(Dataset excerpts)
▼
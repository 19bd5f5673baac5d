//! Bias-exit threshold sweep.
//!
//! Runs the full pipeline once without the bias exit and once per threshold,
//! then reports each threshold's return against that baseline.

use rayon::prelude::*;

use crate::domain::backtest::{run_series, BacktestConfig};
use crate::domain::error::SlopetraderError;
use crate::domain::indicator::BiasExit;
use crate::domain::ohlcv::PriceBar;

/// Thresholds tried when none are configured: 3% to 20% in 1% steps.
pub fn default_thresholds() -> Vec<f64> {
    (3..=20).map(f64::from).collect()
}

#[derive(Debug, Clone, Copy, PartialEq)]
pub struct SweepPoint {
    pub threshold: f64,
    pub return_pct: f64,
    /// Percentage points over the baseline.
    pub improvement: f64,
}

#[derive(Debug, Clone, PartialEq)]
pub struct BiasSweep {
    pub window: usize,
    pub baseline_return_pct: f64,
    pub points: Vec<SweepPoint>,
}

impl BiasSweep {
    /// Highest-returning threshold, first one on ties, if it beats the
    /// baseline.
    pub fn best(&self) -> Option<&SweepPoint> {
        self.points
            .iter()
            .fold(None::<&SweepPoint>, |best, p| match best {
                Some(b) if b.return_pct >= p.return_pct => Some(b),
                _ => Some(p),
            })
            .filter(|p| p.improvement > 0.0)
    }
}

fn return_with(
    bars: &[PriceBar],
    config: &BacktestConfig,
    bias_exit: Option<BiasExit>,
) -> Result<f64, SlopetraderError> {
    let mut config = config.clone();
    config.indicators.bias_exit = bias_exit;
    config.simulation.enable_trading = true;
    let (_, result) = run_series(bars, &config)?;
    Ok(result.total_return_pct())
}

pub fn sweep_bias_thresholds(
    bars: &[PriceBar],
    config: &BacktestConfig,
    window: usize,
    thresholds: &[f64],
) -> Result<BiasSweep, SlopetraderError> {
    if window == 0 {
        return Err(SlopetraderError::invalid(
            "strategy",
            "bias_exit_window",
            "bias_exit_window must be positive",
        ));
    }
    let baseline = return_with(bars, config, None)?;
    tracing::info!(window, baseline_pct = baseline, "bias sweep baseline");

    let points = thresholds
        .par_iter()
        .map(|&threshold| {
            let return_pct = return_with(bars, config, Some(BiasExit { window, threshold }))?;
            tracing::debug!(threshold, return_pct, "bias sweep point");
            Ok(SweepPoint {
                threshold,
                return_pct,
                improvement: return_pct - baseline,
            })
        })
        .collect::<Result<Vec<_>, SlopetraderError>>()?;

    Ok(BiasSweep {
        window,
        baseline_return_pct: baseline,
        points,
    })
}

#[cfg(test)]
mod tests {
    use super::*;
    use crate::domain::indicator::IndicatorConfig;
    use chrono::NaiveDate;

    fn bars(closes: &[f64]) -> Vec<PriceBar> {
        let start = NaiveDate::from_ymd_opt(2024, 1, 1).unwrap();
        closes
            .iter()
            .enumerate()
            .map(|(i, &close)| PriceBar {
                date: start + chrono::Duration::days(i as i64),
                open: close,
                high: close,
                low: close,
                close,
                volume: 0,
            })
            .collect()
    }

    fn config() -> BacktestConfig {
        let mut config = BacktestConfig::new(NaiveDate::from_ymd_opt(2024, 1, 1).unwrap());
        config.indicators = IndicatorConfig {
            primary_window: 1,
            windows: vec![1],
            confirmation_days: 1,
            bias_exit: None,
        };
        config
    }

    fn point(threshold: f64, return_pct: f64, improvement: f64) -> SweepPoint {
        SweepPoint {
            threshold,
            return_pct,
            improvement,
        }
    }

    #[test]
    fn default_threshold_range() {
        let t = default_thresholds();
        assert_eq!(t.len(), 18);
        assert_eq!(t[0], 3.0);
        assert_eq!(t[17], 20.0);
    }

    #[test]
    fn best_picks_first_maximum_above_baseline() {
        let sweep = BiasSweep {
            window: 10,
            baseline_return_pct: 5.0,
            points: vec![
                point(3.0, 4.0, -1.0),
                point(4.0, 9.0, 4.0),
                point(5.0, 9.0, 4.0),
            ],
        };
        assert_eq!(sweep.best().unwrap().threshold, 4.0);
    }

    #[test]
    fn best_is_none_without_improvement() {
        let sweep = BiasSweep {
            window: 10,
            baseline_return_pct: 5.0,
            points: vec![point(3.0, 5.0, 0.0), point(4.0, 1.0, -4.0)],
        };
        assert!(sweep.best().is_none());
    }

    #[test]
    fn take_profit_on_spike_beats_baseline() {
        // Buy at 10.5, spike to 30, then the average turns down at 12.
        let closes = [10.0, 10.0, 10.0, 10.5, 30.0, 12.0];
        let sweep = sweep_bias_thresholds(&bars(&closes), &config(), 3, &[20.0, 500.0]).unwrap();

        // Baseline sells on the way down at 12.
        let shares = (100_000.0_f64 / 10.5).floor();
        let cash = 100_000.0 - shares * 10.5;
        let baseline_total = cash + shares * 12.0 * (1.0 - 0.015);
        let expected = (baseline_total - 100_000.0) / 100_000.0 * 100.0;
        assert!((sweep.baseline_return_pct - expected).abs() < 1e-9);

        assert_eq!(sweep.points.len(), 2);
        assert!(sweep.points[0].improvement > 0.0);
        assert!(sweep.points[1].improvement.abs() < 1e-9);
        assert_eq!(sweep.best().unwrap().threshold, 20.0);
    }

    #[test]
    fn zero_window_rejected() {
        let err = sweep_bias_thresholds(&bars(&[1.0, 2.0]), &config(), 0, &[5.0]).unwrap_err();
        assert!(matches!(err, SlopetraderError::ConfigInvalid { .. }));
    }
}
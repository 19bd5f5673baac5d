//! Single-position trading simulation.
//!
//! The run is a left fold of [`step`] over indicator rows. Each step takes
//! the previous [`Position`] and one row and returns the next position, the
//! trade executed that day (if any), and the day's equity snapshot.
//!
//! Transitions:
//! - Flat + Buy: spend `floor(cash / close)` whole shares; nothing happens
//!   when that is zero.
//! - Invested + Sell: liquidate everything; sells held fewer than
//!   `short_term_days` calendar days pay `revenue * commission_rate_short`.
//! - Anything else leaves the position unchanged.

use chrono::NaiveDate;

use crate::domain::error::SlopetraderError;
use crate::domain::indicator::IndicatorRow;
use crate::domain::ohlcv::validate_bars;
use crate::domain::position::{Position, Trade, TradeSide};
use crate::domain::signal::Signal;

pub const DEFAULT_INITIAL_CAPITAL: f64 = 100_000.0;
pub const DEFAULT_COMMISSION_RATE_SHORT: f64 = 0.015;
pub const DEFAULT_SHORT_TERM_DAYS: i64 = 7;

#[derive(Debug, Clone, PartialEq)]
pub struct SimulationConfig {
    pub initial_capital: f64,
    /// Fraction of sale revenue, e.g. 0.015 for 1.5%.
    pub commission_rate_short: f64,
    pub short_term_days: i64,
    /// When false every day is recorded but nothing is traded.
    pub enable_trading: bool,
}

impl Default for SimulationConfig {
    fn default() -> Self {
        SimulationConfig {
            initial_capital: DEFAULT_INITIAL_CAPITAL,
            commission_rate_short: DEFAULT_COMMISSION_RATE_SHORT,
            short_term_days: DEFAULT_SHORT_TERM_DAYS,
            enable_trading: true,
        }
    }
}
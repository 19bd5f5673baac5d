//! HTML report adapter implementing ReportPort.
//!
//! One self-contained page per symbol: price panel with moving averages and
//! trade markers, optional bias panel, equity panel when trading is enabled,
//! and the trade ledger.

use std::fmt::Write;
use std::fs;
use std::path::{Path, PathBuf};

use crate::adapters::chart_svg::{escape_html, render_panel, Marker, Series};
use crate::domain::backtest::SymbolReport;
use crate::domain::error::SlopetraderError;
use crate::domain::indicator::{BiasLabel, MaLabel};
use crate::domain::position::TradeSide;
use crate::ports::report_port::ReportPort;

const COLORS: [&str; 5] = ["orange", "teal", "purple", "olive", "steelblue"];

const STYLE: &str = "body{font-family:sans-serif;margin:24px;color:#222}\
table{border-collapse:collapse;margin-top:12px}\
td,th{border:1px solid #ccc;padding:4px 8px;text-align:right}\
th{background:#f3f3f3}.chart{display:block;margin:12px 0}\
.title{font-weight:bold;font-size:14px}.legend{font-size:11px}";

pub struct HtmlReportAdapter {
    show_bias: bool,
    show_equity: bool,
}

impl HtmlReportAdapter {
    pub fn new(show_bias: bool, show_equity: bool) -> Self {
        Self {
            show_bias,
            show_equity,
        }
    }

    pub fn file_name(report: &SymbolReport) -> String {
        format!("{}_report.html", report.entry.file_stem())
    }

    fn price_panel(report: &SymbolReport) -> String {
        let rows = &report.rows;
        let mut series = vec![Series {
            label: "Close".to_string(),
            color: "black",
            values: rows.iter().map(|r| Some(r.close())).collect(),
        }];
        let windows = rows.first().map(|r| r.ma.keys().copied().collect::<Vec<_>>());
        for (i, w) in windows.unwrap_or_default().into_iter().enumerate() {
            series.push(Series {
                label: MaLabel(w).to_string(),
                color: COLORS[i % COLORS.len()],
                values: rows.iter().map(|r| r.ma(w)).collect(),
            });
        }

        let markers: Vec<Marker> = report
            .result
            .history
            .iter()
            .zip(rows)
            .enumerate()
            .filter_map(|(i, (snap, row))| {
                snap.action.map(|side| match side {
                    TradeSide::Buy => Marker {
                        index: i,
                        value: row.bar.low * 0.98,
                        up: true,
                    },
                    TradeSide::Sell => Marker {
                        index: i,
                        value: row.bar.high * 1.02,
                        up: false,
                    },
                })
            })
            .collect();

        render_panel(&report.entry.label(), &series, &markers, false, 420.0)
    }

    fn bias_panel(report: &SymbolReport) -> String {
        let rows = &report.rows;
        let windows = rows
            .first()
            .map(|r| r.bias.keys().copied().collect::<Vec<_>>())
            .unwrap_or_default();
        let series: Vec<Series> = windows
            .into_iter()
            .enumerate()
            .map(|(i, w)| Series {
                label: BiasLabel(w).to_string(),
                color: COLORS[i % COLORS.len()],
                values: rows.iter().map(|r| r.bias(w)).collect(),
            })
            .collect();
        render_panel("BIAS (%)", &series, &[], true, 200.0)
    }

    fn equity_panel(report: &SymbolReport) -> String {
        let series = [Series {
            label: "Total".to_string(),
            color: "teal",
            values: report.result.history.iter().map(|s| Some(s.total)).collect(),
        }];
        render_panel("Account value", &series, &[], false, 200.0)
    }

    fn summary(report: &SymbolReport) -> String {
        let r = &report.result;
        let mut out = String::from("<table><tr><th>Start</th><th>End</th><th>Initial</th><th>Final</th><th>Return</th><th>Trades</th><th>Commission</th></tr>");
        let first = r.history.first().map(|s| s.date.to_string()).unwrap_or_default();
        let last = r.history.last().map(|s| s.date.to_string()).unwrap_or_default();
        let _ = write!(
            out,
            "<tr><td>{first}</td><td>{last}</td><td>{:.2}</td><td>{:.2}</td><td>{:.2}%</td><td>{}</td><td>{:.2}</td></tr></table>",
            r.initial_capital,
            r.final_total(),
            r.total_return_pct(),
            r.trades.len(),
            r.total_commission()
        );
        out
    }

    fn trade_table(report: &SymbolReport) -> String {
        let trades = &report.result.trades;
        if trades.is_empty() {
            return "<p>No trades.</p>".to_string();
        }
        let mut out = String::from(
            "<table><tr><th>Date</th><th>Side</th><th>Price</th><th>Shares</th>\
             <th>Commission</th><th>Balance</th><th>Held</th><th>Reason</th></tr>",
        );
        for t in trades {
            let held = t.holding_days.map(|d| d.to_string()).unwrap_or_default();
            let _ = write!(
                out,
                "<tr><td>{}</td><td>{}</td><td>{:.2}</td><td>{}</td><td>{:.2}</td><td>{:.2}</td><td>{held}</td><td>{}</td></tr>",
                t.date,
                t.side,
                t.price,
                t.shares,
                t.commission,
                t.balance,
                escape_html(&t.reason)
            );
        }
        out.push_str("</table>");
        out
    }

    pub fn render(&self, report: &SymbolReport) -> String {
        let kind = if self.show_equity {
            "backtest"
        } else {
            "trend analysis"
        };
        let title = escape_html(&format!("{} {kind} report", report.entry.label()));

        let mut body = String::new();
        let _ = write!(body, "<h1>{title}</h1>");
        if self.show_equity {
            body.push_str(&Self::summary(report));
        }
        body.push_str(&Self::price_panel(report));
        if self.show_bias {
            body.push_str(&Self::bias_panel(report));
        }
        if self.show_equity {
            body.push_str(&Self::equity_panel(report));
            body.push_str("<h2>Trades</h2>");
            body.push_str(&Self::trade_table(report));
        }

        format!(
            "<!DOCTYPE html>\n<html><head><meta charset=\"utf-8\"><title>{title}</title>\
             <style>{STYLE}</style></head><body>{body}</body></html>\n"
        )
    }
}

impl ReportPort for HtmlReportAdapter {
    fn write(
        &self,
        report: &SymbolReport,
        output_dir: &Path,
    ) -> Result<Vec<PathBuf>, SlopetraderError> {
        fs::create_dir_all(output_dir)?;
        let path = output_dir.join(Self::file_name(report));
        fs::write(&path, self.render(report))?;
        tracing::info!(path = %path.display(), "report written");
        Ok(vec![path])
    }
}
//! Day-over-day slope of a moving average.
//!
//! SLOPE[i] = MA[i] - MA[i-1]; no value unless both averages exist.

pub fn calculate_slope(ma: &[Option<f64>]) -> Vec<Option<f64>> {
    (0..ma.len())
        .map(|i| {
            if i == 0 {
                return None;
            }
            match (ma[i], ma[i - 1]) {
                (Some(today), Some(yesterday)) => Some(today - yesterday),
                _ => None,
            }
        })
        .collect()
}

/// Series shifted one bar later: value at `i` is the input at `i - 1`.
pub fn shift_one(values: &[Option<f64>]) -> Vec<Option<f64>> {
    (0..values.len())
        .map(|i| if i == 0 { None } else { values[i - 1] })
        .collect()
}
▲
# AIM OF THE TASK:
Whenever the word "title" appears in a line above, copy that line.

# SOLUTION FOR THIS EXERCISE:
.title{font-weight:bold;font-size:14px}.legend{font-size:11px}";
        let title = escape_html(&format!("{} {kind} report", report.entry.label()));
        let _ = write!(body, "<h1>{title}</h1>");
            "<!DOCTYPE html>\n<html><head><meta charset=\"utf-8\"><title>{title}</title>\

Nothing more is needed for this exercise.